L’affermazione del modello di produzione OSS solleva numerosi problemi economici interessanti. In primo luogo, ci si chiede quale sia la motivazione dei programmatori che lavorano gratuitamente. Molti studi hanno mostrato che esistono sia motivazioni non economiche sia spinte economiche: tra le prime, il desiderio di diffondere conoscenza in forma libera, la soddisfazione intrinseca nel programmare, la gratificazione nell’essere riconosciuti come autori di codice di buona qualità; tra le seconde, la creazione di software più adattato a esigenze specifiche, maggiori opportunità di apprendimento in comunità professionali allargate, la possibilità di creare reputazione tecnica riconosciuta anche nel mercato del lavoro remunerato. Inoltre, una certa quota di sviluppatori OSS viene remunerata direttamente o indirettamente, anche dalle aziende in cui lavora come dipendente e nell’orario di lavoro. A partire dalla seconda metà degli anni Novanta alcune grandi imprese (come IBM, Novell e Sun) hanno iniziato a collaborare con la comunità OSS, diffondendo i propri prodotti con codice aperto.
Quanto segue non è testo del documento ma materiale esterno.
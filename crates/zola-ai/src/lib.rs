//! zola-ai: Wire vocabulary and upstream model access
//!
//! This crate defines the `{ role, parts: [{ text }] }` turn format shared by
//! the relay and the chat client, and the streaming provider used by the relay
//! to talk to Gemini.

pub mod error;
pub mod models;
pub mod providers;
pub mod stream;
pub mod types;

pub use error::{Error, Result};
pub use models::Model;
pub use stream::{TextEvent, TextEventStream};
pub use types::*;
//! Custom widgets for the TUI

pub mod banner;
pub mod file_list;
pub mod input_box;
pub mod markdown;
pub mod message_list;
pub mod spinner;

pub use banner::Banner;
pub use file_list::FileList;
pub use input_box::InputBox;
pub use message_list::{DisplayMessage, MessageList, Speaker};
pub use spinner::Spinner;
pub mod convex_hull;

#[doc(inline)]
pub use convex_hull::graham_scan::convex_hull;
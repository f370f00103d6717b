use anyhow::{bail, Context, Result};
use std::collections::VecDeque;
use std::io::{BufRead, Write};

use graham_hull::data::{Point, PolygonConvex};
use graham_hull::Error;

#[derive(Debug, Clone, Copy, PartialEq, Eq)]
pub enum Winding {
  Clockwise,
  CounterClockwise,
}

/// Interactive question/answer session over a pair of streams.
///
/// Input is split into whitespace separated tokens, so answers may be given
/// one per line or several on the same line.
pub struct Prompt<R, W> {
  input: R,
  output: W,
  tokens: VecDeque<String>,
}

impl<R: BufRead, W: Write> Prompt<R, W> {
  pub fn new(input: R, output: W) -> Prompt<R, W> {
    Prompt {
      input,
      output,
      tokens: VecDeque::new(),
    }
  }

  fn next_token(&mut self) -> Result<Option<String>> {
    while self.tokens.is_empty() {
      let mut line = String::new();
      let read = self
        .input
        .read_line(&mut line)
        .context("failed to read input")?;
      if read == 0 {
        return Ok(None);
      }
      self.tokens.extend(line.split_whitespace().map(String::from));
    }
    Ok(self.tokens.pop_front())
  }

  // Repeat `question` until `accept` takes the answer.
  fn ask<V, F>(&mut self, question: &str, accept: F) -> Result<V>
  where
    F: Fn(&str) -> Result<V, String>,
  {
    loop {
      write!(self.output, "{}", question)?;
      self.output.flush()?;
      let token = match self.next_token()? {
        Some(token) => token,
        None => bail!("input ended while waiting for an answer to {:?}", question.trim()),
      };
      match accept(&token) {
        Ok(value) => return Ok(value),
        Err(reason) => {
          log::warn!("rejected {:?}: {}", token, reason);
          writeln!(self.output, "{}", reason)?;
        }
      }
    }
  }

  pub fn read_points(&mut self) -> Result<Vec<Point<i32>>> {
    let n = self.ask("Enter the number of points (at least 3): ", parse_count)?;
    writeln!(self.output, "Enter {} points", n)?;
    let mut pts = Vec::with_capacity(n.min(1 << 16));
    for i in 0..n {
      let x = self.ask(&format!("Q[{}].x = ", i), parse_coordinate)?;
      let y = self.ask(&format!("Q[{}].y = ", i), parse_coordinate)?;
      pts.push(Point::new([x, y]));
    }
    Ok(pts)
  }

  pub fn report(
    &mut self,
    hull: &Result<PolygonConvex<i32>, Error>,
    winding: Winding,
  ) -> Result<()> {
    match hull {
      Ok(hull) => {
        writeln!(self.output, "The convex hull consists of the following points:")?;
        let vertices: Vec<&Point<i32>> = match winding {
          Winding::Clockwise => hull.iter_cw().collect(),
          Winding::CounterClockwise => hull.iter().collect(),
        };
        for pt in vertices {
          writeln!(self.output, "{}", pt)?;
        }
      }
      Err(err) => writeln!(self.output, "Cannot compute a convex hull: {}", err)?,
    }
    self.output.flush()?;
    Ok(())
  }
}

fn parse_count(token: &str) -> Result<usize, String> {
  match token.parse::<i64>() {
    Ok(n) if n >= 3 => usize::try_from(n).map_err(|_| format!("{} points is too many", n)),
    Ok(_) => Err("At least 3 points are required.".to_string()),
    Err(_) => Err(format!("'{}' is not a whole number.", token)),
  }
}

fn parse_coordinate(token: &str) -> Result<i32, String> {
  token
    .parse::<i32>()
    .map_err(|_| format!("'{}' is not a valid coordinate.", token))
}

#[cfg(test)]
mod tests {
  use super::*;
  use graham_hull::convex_hull;
  use std::io::Cursor;

  fn session(input: &str, winding: Winding) -> Result<String> {
    let mut output = Vec::new();
    {
      let mut prompt = Prompt::new(Cursor::new(input), &mut output);
      let pts = prompt.read_points()?;
      prompt.report(&convex_hull(pts), winding)?;
    }
    Ok(String::from_utf8(output)?)
  }

  #[test]
  fn scenario_clockwise() -> Result<()> {
    let out = session("8\n0 3\n1 1\n2 2\n4 4\n0 0\n1 2\n3 1\n3 3\n", Winding::Clockwise)?;
    assert!(out.starts_with("Enter the number of points (at least 3): Enter 8 points\nQ[0].x = "));
    assert!(out.ends_with(
      "The convex hull consists of the following points:\n(0, 0)\n(0, 3)\n(4, 4)\n(3, 1)\n"
    ));
    Ok(())
  }

  #[test]
  fn counter_clockwise() -> Result<()> {
    let out = session("3 0 0 2 0 0 2", Winding::CounterClockwise)?;
    assert!(out.ends_with("points:\n(0, 0)\n(2, 0)\n(0, 2)\n"));
    Ok(())
  }

  #[test]
  fn retries_point_count() -> Result<()> {
    let out = session("2\nabc\n-4\n3\n0 0\n1 0\n0 1\n", Winding::Clockwise)?;
    let prompts = out
      .matches("Enter the number of points (at least 3): ")
      .count();
    assert_eq!(prompts, 4);
    assert!(out.contains("'abc' is not a whole number."));
    assert!(out.contains("At least 3 points are required."));
    Ok(())
  }

  #[test]
  fn retries_coordinate() -> Result<()> {
    let out = session("3\n0 x 0\n1 0\n0 1\n", Winding::Clockwise)?;
    assert!(out.contains("Q[0].y = 'x' is not a valid coordinate.\nQ[0].y = "));
    assert!(out.ends_with("(0, 0)\n(0, 1)\n(1, 0)\n"));
    Ok(())
  }

  #[test]
  fn degenerate_message() -> Result<()> {
    let out = session("4\n0 0\n1 1\n2 2\n3 3\n", Winding::Clockwise)?;
    assert!(out.ends_with(
      "Cannot compute a convex hull: all points are colinear \
       (2 distinct point(s) left after compaction)\n"
    ));
    Ok(())
  }

  #[test]
  fn early_end_of_input() {
    assert!(session("3\n0 0\n1", Winding::Clockwise).is_err());
    assert!(session("", Winding::Clockwise).is_err());
  }
}
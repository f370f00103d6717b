// This module contains strategies for:
//  * points
//  * point sets with a designated anchor
// and a brute-force reference hull.
use crate::algorithms::convex_hull::graham_scan::pivot_index;
use crate::data::Point;
use crate::{HullScalar, Orientation};

use proptest::arbitrary::*;
use proptest::prelude::*;
use proptest::strategy::*;
use std::collections::BTreeSet;

type Mapped<I, O> = Map<StrategyFor<I>, fn(_: I) -> O>;

///////////////////////////////////////////////////////////////////////////////
// Arbitrary point

impl<T> Arbitrary for Point<T>
where
  T: Arbitrary + HullScalar,
{
  type Strategy = Mapped<[T; 2], Point<T>>;
  type Parameters = T::Parameters;
  fn arbitrary_with(params: Self::Parameters) -> Self::Strategy {
    let new: fn([T; 2]) -> Point<T> = Point::new;
    any_with::<[T; 2]>(params).prop_map(new)
  }
}

///////////////////////////////////////////////////////////////////////////////
// Convenience functions

// Small coordinates make colinear triples and duplicates common.
pub fn small_point(bound: i32) -> impl Strategy<Value = Point<i32>> {
  (-bound..=bound, -bound..=bound).prop_map(|(x, y)| Point::new([x, y]))
}

// Coordinates clustered at the ends of the i8 range and around zero.
pub fn extreme_i8_point() -> impl Strategy<Value = Point<i8>> {
  let coord = || {
    prop_oneof![
      Just(i8::MIN),
      Just(i8::MAX),
      Just(0_i8),
      Just(1_i8),
      Just(-1_i8),
      any::<i8>(),
    ]
  };
  (coord(), coord()).prop_map(|(x, y)| Point::new([x, y]))
}

fn anchor_first<const N: usize>(mut pts: [Point<i8>; N]) -> [Point<i8>; N] {
  if let Some(idx) = pivot_index(&pts) {
    pts.swap(0, idx);
  }
  pts
}

// The first point is the lowest-then-leftmost of the three.
pub fn upper_half_triple() -> impl Strategy<Value = [Point<i8>; 3]> {
  any::<[Point<i8>; 3]>().prop_map(anchor_first)
}

pub fn upper_half_quad() -> impl Strategy<Value = [Point<i8>; 4]> {
  any::<[Point<i8>; 4]>().prop_map(anchor_first)
}

/// The origin, a copy of it, and `1..=k` multiples of five directions whose
/// farthest points form a strictly convex hexagon with the origin.
pub fn colinear_rays(k: i32) -> Vec<Point<i32>> {
  let directions = [(1, 0), (2, 1), (1, 2), (-1, 2), (-1, 1)];
  let mut pts = vec![Point::new([0, 0]), Point::new([0, 0])];
  for (dx, dy) in directions {
    for i in 1..=k {
      pts.push(Point::new([dx * i, dy * i]));
    }
  }
  pts
}

///////////////////////////////////////////////////////////////////////////////
// Reference hull

/// $O(n^3)$ Vertices of the convex hull.
///
/// `a -> b` is a hull edge if every point is strictly to its left or on the
/// closed segment between `a` and `b`. The vertices are the endpoints of hull
/// edges.
pub fn naive_hull<T: HullScalar>(pts: &[Point<T>]) -> BTreeSet<Point<T>> {
  let distinct: BTreeSet<Point<T>> = pts.iter().copied().collect();
  let mut vertices = BTreeSet::new();
  for a in &distinct {
    for b in &distinct {
      if a == b {
        continue;
      }
      let is_edge = distinct.iter().all(|c| match a.orientation(b, c) {
        Orientation::CounterClockWise => true,
        Orientation::ClockWise => false,
        Orientation::CoLinear => on_segment(a, b, c),
      });
      if is_edge {
        vertices.insert(*a);
        vertices.insert(*b);
      }
    }
  }
  if distinct.len() == 1 {
    vertices.extend(distinct);
  }
  vertices
}

// `c` is assumed to be colinear with `a` and `b`.
fn on_segment<T: HullScalar>(a: &Point<T>, b: &Point<T>, c: &Point<T>) -> bool {
  let within = |i: usize| a[i].min(b[i]) <= c[i] && c[i] <= a[i].max(b[i]);
  within(0) && within(1)
}

#[cfg(test)]
mod tests {
  use super::*;

  #[test]
  fn naive_square() {
    let pts = vec![
      Point::new([0, 0]),
      Point::new([2, 0]),
      Point::new([4, 0]),
      Point::new([4, 4]),
      Point::new([0, 4]),
      Point::new([1, 1]),
    ];
    let expected: BTreeSet<Point<i32>> = vec![
      Point::new([0, 0]),
      Point::new([4, 0]),
      Point::new([4, 4]),
      Point::new([0, 4]),
    ]
    .into_iter()
    .collect();
    assert_eq!(naive_hull(&pts), expected);
  }

  #[test]
  fn naive_segment() {
    let pts = vec![Point::new([0, 0]), Point::new([1, 1]), Point::new([3, 3])];
    assert_eq!(naive_hull(&pts).len(), 2);
  }
}
use array_init::array_init;
use std::ops::Neg;

use crate::HullScalar;

/// A displacement between two points.
#[derive(Debug, Clone, Copy, PartialEq, Eq, PartialOrd, Ord, Hash)]
#[repr(transparent)]
pub struct Vector<T>(pub [T; 2]);

impl<T: HullScalar + Neg<Output = T>> Neg for Vector<T> {
  type Output = Vector<T>;
  fn neg(self) -> Vector<T> {
    Vector(array_init(|i| -self.0[i]))
  }
}
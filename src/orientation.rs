use std::cmp::Ordering;

use num_traits::Zero;

use crate::data::Point;
use crate::HullScalar;

#[derive(PartialEq, Eq, PartialOrd, Ord, Debug, Copy, Clone)]
pub enum Orientation {
  CounterClockWise,
  ClockWise,
  CoLinear,
}

/// Signed turn of the walk `a -> b -> c`:
///
/// `(c.x - a.x)(b.y - a.y) - (b.x - a.x)(c.y - a.y)`
///
/// Positive for a clockwise (right) turn, negative for a counter-clockwise
/// (left) turn and zero when the points are colinear. Computed in
/// [`HullScalar::Wide`], so it never overflows.
///
/// ```rust
/// # use graham_hull::cross;
/// # use graham_hull::data::Point;
/// let a = Point::new([0, 0]);
/// let b = Point::new([0, 1]);
/// assert!(cross(&a, &b, &Point::new([1, 2])) > 0_i128);
/// assert!(cross(&a, &b, &Point::new([-1, 2])) < 0_i128);
/// assert_eq!(cross(&a, &b, &Point::new([0, 5])), 0_i128);
/// ```
pub fn cross<T: HullScalar>(a: &Point<T>, b: &Point<T>, c: &Point<T>) -> T::Wide {
  let [ax, ay] = a.widen();
  let [bx, by] = b.widen();
  let [cx, cy] = c.widen();
  (cx - ax.clone()) * (by - ay.clone()) - (bx - ax) * (cy - ay)
}

impl Orientation {
  /// Determine the direction you have to turn if you walk from `p1`
  /// to `p2` to `p3`.
  ///
  /// # Examples
  ///
  /// ```rust
  /// # use graham_hull::data::Point;
  /// # use graham_hull::Orientation;
  /// let p1 = Point::new([ 0, 0 ]);
  /// let p2 = Point::new([ 0, 1 ]); // One unit above p1.
  /// // (0,0) -> (0,1) -> (0,2) == Orientation::CoLinear
  /// assert!(Orientation::new(&p1, &p2, &Point::new([ 0, 2 ])).is_colinear());
  /// // (0,0) -> (0,1) -> (-1,2) == Orientation::CounterClockWise
  /// assert!(Orientation::new(&p1, &p2, &Point::new([ -1, 2 ])).is_ccw());
  /// // (0,0) -> (0,1) -> (1,2) == Orientation::ClockWise
  /// assert!(Orientation::new(&p1, &p2, &Point::new([ 1, 2 ])).is_cw());
  /// ```
  pub fn new<T: HullScalar>(p1: &Point<T>, p2: &Point<T>, p3: &Point<T>) -> Orientation {
    match cross(p1, p2, p3).cmp(&<T::Wide as Zero>::zero()) {
      Ordering::Greater => Orientation::ClockWise,
      Ordering::Equal => Orientation::CoLinear,
      Ordering::Less => Orientation::CounterClockWise,
    }
  }

  pub fn is_colinear(self) -> bool {
    matches!(self, Orientation::CoLinear)
  }

  pub fn is_ccw(self) -> bool {
    matches!(self, Orientation::CounterClockWise)
  }

  pub fn is_cw(self) -> bool {
    matches!(self, Orientation::ClockWise)
  }

  #[must_use]
  pub fn reverse(self) -> Orientation {
    match self {
      Orientation::CounterClockWise => Orientation::ClockWise,
      Orientation::ClockWise => Orientation::CounterClockWise,
      Orientation::CoLinear => Orientation::CoLinear,
    }
  }
}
In secondo luogo, ci si chiede se la circolazione libera dei prodotti software non favorisca comportamenti opportunistici di appropriazione, come per esempio prelevare codice libero, modificarlo e rivenderlo commercialmente. Gli studi hanno messo in evidenza come l’adozione di codici di condotta autoregolati e la rapida comunicazione in rete forniscano notevoli proprietà di robustezza alle comunità professionali OSS: qualunque deviazione viene rapidamente identificata e punita con l’esclusione assoluta da future collaborazioni, in modo da scoraggiare comportamenti non corretti.
Infine, ci si domanda come facciano a sopravvivere sul mercato le numerosissime imprese che hanno abbracciato il modello OSS, visto che non possono vendere sotto licenza commerciale il software da loro prodotto. In gran parte queste imprese sono remunerate per il lavoro diretto di adattamento del codice aperto alle esigenze specifiche dei clienti e per i servizi complementari (consulenza, manuali tecnici, manutenzione). Per i clienti finali il costo totale (TCO, Total cost of ownership), che include non solo la licenza d’uso ma anche il servizio, gli aggiornamenti e la manutenzione, può essere inferiore adottando una soluzione OSS. In molti casi, tuttavia, le imprese adottano un modello ibrido, vendendo sia prodotti OSS sia proprietari. Poiché non hanno proprietà intellettuale sul codice e operano a costi marginali, in genere le imprese OSS sono più piccole delle corrispondenti imprese che operano con il modello proprietario.
A causa delle esternalità di rete discusse in precedenza, non si ritiene che l’OSS giunga a sostituire le soluzioni proprietarie nei mercati nei quali quelle proprietarie sono dominanti (sistemi operativi, prodotti per ufficio), ma possa coesistere con queste e affermarsi con quote di mercato rilevanti in segmenti applicativi innovativi.